Required work — Every line below that has "current" in it should be copied.

☆ ☆ ☆ ☆ ☆ ☆ ☆

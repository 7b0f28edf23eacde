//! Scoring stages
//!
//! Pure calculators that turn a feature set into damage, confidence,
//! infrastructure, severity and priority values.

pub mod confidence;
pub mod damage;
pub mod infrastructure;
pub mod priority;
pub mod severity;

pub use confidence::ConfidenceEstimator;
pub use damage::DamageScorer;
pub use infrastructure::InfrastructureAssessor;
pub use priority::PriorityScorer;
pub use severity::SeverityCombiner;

☆ ☆ ☆ ☆ ☆ ☆ ☆

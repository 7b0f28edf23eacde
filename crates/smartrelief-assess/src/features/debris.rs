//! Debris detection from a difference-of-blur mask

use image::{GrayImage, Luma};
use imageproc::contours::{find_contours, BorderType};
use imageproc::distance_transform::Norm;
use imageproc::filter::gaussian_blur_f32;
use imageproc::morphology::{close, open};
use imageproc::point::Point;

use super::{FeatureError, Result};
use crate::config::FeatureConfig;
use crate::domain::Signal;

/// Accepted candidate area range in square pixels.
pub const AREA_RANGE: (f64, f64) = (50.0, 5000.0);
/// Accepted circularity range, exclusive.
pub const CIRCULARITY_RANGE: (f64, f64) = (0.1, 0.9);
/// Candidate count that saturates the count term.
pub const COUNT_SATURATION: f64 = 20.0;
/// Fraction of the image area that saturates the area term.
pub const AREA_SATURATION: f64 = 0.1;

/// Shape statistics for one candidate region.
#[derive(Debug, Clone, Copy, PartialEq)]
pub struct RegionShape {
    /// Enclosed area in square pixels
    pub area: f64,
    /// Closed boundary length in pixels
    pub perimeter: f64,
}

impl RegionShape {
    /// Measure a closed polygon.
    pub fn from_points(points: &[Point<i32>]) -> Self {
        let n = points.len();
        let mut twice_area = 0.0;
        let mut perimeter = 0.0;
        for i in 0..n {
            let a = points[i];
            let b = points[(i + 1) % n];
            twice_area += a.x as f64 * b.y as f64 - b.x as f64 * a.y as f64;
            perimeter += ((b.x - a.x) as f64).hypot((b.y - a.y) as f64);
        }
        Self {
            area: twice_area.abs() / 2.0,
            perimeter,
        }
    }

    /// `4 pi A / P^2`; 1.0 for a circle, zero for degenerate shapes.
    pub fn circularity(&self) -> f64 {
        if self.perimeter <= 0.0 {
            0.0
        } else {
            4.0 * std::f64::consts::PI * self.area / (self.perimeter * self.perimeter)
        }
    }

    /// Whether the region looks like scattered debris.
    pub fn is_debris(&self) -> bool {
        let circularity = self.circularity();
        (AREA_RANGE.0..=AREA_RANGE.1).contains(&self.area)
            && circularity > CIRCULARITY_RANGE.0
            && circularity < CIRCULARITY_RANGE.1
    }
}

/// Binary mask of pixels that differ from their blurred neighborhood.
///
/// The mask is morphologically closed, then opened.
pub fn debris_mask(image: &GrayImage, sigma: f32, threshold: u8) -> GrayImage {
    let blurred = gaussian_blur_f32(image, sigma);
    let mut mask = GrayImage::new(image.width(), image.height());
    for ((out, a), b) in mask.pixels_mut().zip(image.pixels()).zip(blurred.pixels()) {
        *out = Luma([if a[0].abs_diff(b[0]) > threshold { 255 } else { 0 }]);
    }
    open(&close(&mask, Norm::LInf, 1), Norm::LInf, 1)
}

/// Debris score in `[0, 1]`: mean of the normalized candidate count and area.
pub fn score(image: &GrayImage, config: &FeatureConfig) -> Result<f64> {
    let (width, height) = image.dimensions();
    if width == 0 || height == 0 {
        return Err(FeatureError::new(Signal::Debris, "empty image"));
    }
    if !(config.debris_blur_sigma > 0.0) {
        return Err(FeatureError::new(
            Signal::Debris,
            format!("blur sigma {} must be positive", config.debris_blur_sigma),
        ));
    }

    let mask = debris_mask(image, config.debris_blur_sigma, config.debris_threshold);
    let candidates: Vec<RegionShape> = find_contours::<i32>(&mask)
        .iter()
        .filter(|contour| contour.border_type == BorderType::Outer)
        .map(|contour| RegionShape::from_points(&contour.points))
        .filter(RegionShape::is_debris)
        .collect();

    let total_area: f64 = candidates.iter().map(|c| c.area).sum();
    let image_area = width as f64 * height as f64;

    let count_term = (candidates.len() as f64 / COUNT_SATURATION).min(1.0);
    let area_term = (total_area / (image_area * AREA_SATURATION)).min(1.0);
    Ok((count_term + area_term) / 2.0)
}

☆ ☆ ☆ ☆ ☆ ☆ ☆

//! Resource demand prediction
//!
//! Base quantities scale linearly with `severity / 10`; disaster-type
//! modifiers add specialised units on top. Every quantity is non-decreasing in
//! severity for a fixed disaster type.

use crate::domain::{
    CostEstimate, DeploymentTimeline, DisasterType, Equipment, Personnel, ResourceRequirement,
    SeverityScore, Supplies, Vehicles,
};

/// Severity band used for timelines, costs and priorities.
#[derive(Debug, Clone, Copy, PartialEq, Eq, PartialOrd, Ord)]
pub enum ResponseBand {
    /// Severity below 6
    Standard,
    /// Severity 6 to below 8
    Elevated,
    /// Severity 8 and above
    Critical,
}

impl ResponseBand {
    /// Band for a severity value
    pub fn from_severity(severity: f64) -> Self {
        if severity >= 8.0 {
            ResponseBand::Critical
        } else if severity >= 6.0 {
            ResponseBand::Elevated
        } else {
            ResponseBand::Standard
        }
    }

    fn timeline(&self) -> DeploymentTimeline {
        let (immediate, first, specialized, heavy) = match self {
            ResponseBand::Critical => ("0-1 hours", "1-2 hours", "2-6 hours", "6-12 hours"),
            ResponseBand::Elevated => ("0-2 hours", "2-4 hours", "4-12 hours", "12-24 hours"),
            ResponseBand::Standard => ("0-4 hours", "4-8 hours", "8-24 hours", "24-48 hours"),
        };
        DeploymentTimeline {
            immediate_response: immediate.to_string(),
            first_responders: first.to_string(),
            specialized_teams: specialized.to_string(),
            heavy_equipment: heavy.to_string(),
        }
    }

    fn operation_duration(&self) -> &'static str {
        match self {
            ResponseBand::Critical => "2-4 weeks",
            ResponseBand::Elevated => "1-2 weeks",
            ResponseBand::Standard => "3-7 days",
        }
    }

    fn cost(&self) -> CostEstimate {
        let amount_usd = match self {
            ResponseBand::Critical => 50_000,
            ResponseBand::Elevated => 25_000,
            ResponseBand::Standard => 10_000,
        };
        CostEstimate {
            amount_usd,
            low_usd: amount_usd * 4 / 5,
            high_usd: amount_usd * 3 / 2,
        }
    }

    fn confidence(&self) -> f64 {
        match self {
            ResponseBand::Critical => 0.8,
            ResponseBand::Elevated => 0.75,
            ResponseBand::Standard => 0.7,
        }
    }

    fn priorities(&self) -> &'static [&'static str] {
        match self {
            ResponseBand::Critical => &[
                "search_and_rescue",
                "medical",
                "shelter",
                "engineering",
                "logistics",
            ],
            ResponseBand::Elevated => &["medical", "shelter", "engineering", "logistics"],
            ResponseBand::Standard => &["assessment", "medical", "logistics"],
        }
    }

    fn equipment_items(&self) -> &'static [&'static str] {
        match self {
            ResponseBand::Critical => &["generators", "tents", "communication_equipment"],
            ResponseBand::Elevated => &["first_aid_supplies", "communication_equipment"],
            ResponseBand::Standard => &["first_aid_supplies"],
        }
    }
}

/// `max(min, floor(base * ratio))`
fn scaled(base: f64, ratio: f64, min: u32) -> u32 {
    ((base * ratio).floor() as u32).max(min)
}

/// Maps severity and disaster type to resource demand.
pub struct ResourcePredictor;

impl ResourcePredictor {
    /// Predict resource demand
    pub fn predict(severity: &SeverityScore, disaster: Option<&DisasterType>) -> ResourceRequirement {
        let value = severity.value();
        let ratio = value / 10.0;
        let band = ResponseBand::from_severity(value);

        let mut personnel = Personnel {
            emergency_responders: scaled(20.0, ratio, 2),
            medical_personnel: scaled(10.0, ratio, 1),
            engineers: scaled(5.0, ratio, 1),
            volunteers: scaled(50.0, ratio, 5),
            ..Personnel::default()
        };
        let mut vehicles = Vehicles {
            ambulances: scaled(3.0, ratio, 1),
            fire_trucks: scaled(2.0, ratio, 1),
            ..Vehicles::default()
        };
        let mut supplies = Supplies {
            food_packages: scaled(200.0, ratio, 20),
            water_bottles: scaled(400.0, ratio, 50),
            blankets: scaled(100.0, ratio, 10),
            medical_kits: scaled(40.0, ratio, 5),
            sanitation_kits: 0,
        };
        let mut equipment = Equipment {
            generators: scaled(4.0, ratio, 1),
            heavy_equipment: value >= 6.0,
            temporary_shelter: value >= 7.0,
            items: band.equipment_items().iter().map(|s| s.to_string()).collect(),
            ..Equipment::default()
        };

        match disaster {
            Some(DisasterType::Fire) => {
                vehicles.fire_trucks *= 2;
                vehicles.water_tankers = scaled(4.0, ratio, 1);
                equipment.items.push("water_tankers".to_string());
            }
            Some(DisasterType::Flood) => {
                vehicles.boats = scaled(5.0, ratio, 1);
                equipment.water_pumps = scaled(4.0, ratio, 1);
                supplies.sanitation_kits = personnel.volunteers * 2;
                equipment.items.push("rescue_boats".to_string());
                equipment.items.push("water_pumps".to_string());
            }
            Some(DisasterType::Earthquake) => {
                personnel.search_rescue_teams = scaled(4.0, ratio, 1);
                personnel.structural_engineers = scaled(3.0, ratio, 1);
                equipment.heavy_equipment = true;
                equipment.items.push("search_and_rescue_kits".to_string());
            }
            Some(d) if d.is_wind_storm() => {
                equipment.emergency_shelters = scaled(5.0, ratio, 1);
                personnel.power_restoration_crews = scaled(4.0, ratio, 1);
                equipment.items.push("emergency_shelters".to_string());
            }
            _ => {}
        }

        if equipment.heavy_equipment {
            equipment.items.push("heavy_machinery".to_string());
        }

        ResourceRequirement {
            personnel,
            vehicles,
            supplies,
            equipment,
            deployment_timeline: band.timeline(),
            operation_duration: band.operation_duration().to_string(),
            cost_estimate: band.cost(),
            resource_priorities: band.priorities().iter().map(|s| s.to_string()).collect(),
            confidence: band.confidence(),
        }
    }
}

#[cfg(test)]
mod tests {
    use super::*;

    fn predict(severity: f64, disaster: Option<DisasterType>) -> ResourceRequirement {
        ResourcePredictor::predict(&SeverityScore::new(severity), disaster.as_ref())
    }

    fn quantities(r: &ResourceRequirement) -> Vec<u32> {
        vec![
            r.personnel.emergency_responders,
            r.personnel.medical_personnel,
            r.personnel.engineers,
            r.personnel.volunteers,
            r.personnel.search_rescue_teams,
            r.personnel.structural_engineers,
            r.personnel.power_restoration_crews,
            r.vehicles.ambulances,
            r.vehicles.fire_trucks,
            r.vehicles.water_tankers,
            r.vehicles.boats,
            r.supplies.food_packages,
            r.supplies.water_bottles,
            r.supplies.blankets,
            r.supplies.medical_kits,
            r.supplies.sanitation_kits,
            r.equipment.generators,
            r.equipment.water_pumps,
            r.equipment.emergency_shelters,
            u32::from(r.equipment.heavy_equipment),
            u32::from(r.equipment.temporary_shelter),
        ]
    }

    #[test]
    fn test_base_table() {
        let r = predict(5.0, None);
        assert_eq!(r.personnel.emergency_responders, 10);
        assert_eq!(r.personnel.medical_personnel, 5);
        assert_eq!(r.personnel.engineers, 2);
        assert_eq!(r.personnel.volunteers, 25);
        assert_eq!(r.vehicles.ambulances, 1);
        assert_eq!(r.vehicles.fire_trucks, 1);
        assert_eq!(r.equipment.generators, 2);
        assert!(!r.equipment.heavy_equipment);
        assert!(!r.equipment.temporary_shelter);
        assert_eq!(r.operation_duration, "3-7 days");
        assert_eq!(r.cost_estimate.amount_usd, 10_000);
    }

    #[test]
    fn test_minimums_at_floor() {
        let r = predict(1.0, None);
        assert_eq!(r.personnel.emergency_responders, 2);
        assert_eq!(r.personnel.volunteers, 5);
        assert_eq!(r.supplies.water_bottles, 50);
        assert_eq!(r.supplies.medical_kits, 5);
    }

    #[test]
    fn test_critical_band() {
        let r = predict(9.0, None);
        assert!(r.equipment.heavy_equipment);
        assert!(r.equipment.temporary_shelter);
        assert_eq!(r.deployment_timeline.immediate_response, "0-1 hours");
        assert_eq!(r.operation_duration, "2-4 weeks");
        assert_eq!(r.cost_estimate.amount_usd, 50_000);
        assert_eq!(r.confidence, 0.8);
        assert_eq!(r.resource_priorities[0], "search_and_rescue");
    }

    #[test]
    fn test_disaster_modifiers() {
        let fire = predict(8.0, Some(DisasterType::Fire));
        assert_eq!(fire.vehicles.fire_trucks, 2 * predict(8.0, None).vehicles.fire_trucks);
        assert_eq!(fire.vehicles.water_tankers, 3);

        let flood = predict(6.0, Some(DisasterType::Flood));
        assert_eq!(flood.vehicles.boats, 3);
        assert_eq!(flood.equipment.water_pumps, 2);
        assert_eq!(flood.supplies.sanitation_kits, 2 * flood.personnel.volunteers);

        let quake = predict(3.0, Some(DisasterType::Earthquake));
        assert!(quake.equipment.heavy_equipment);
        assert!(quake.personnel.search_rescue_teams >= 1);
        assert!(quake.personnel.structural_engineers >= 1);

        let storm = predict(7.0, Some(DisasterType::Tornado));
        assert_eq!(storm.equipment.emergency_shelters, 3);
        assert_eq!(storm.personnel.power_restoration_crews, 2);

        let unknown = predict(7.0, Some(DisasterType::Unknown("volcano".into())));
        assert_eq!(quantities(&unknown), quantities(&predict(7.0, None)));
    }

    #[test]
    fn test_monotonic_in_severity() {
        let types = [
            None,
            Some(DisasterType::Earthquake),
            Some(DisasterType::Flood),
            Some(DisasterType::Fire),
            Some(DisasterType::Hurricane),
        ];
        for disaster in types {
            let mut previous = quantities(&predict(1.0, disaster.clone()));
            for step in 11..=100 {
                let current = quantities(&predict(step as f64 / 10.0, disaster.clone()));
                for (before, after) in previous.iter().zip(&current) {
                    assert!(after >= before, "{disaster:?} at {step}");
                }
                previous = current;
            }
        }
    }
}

☆ ☆ ☆ ☆ ☆ ☆ ☆

Output —
                let current = quantities(&predict(step as f64 / 10.0, disaster.clone()));
                for (before, after) in previous.iter().zip(&current) {
                previous = current;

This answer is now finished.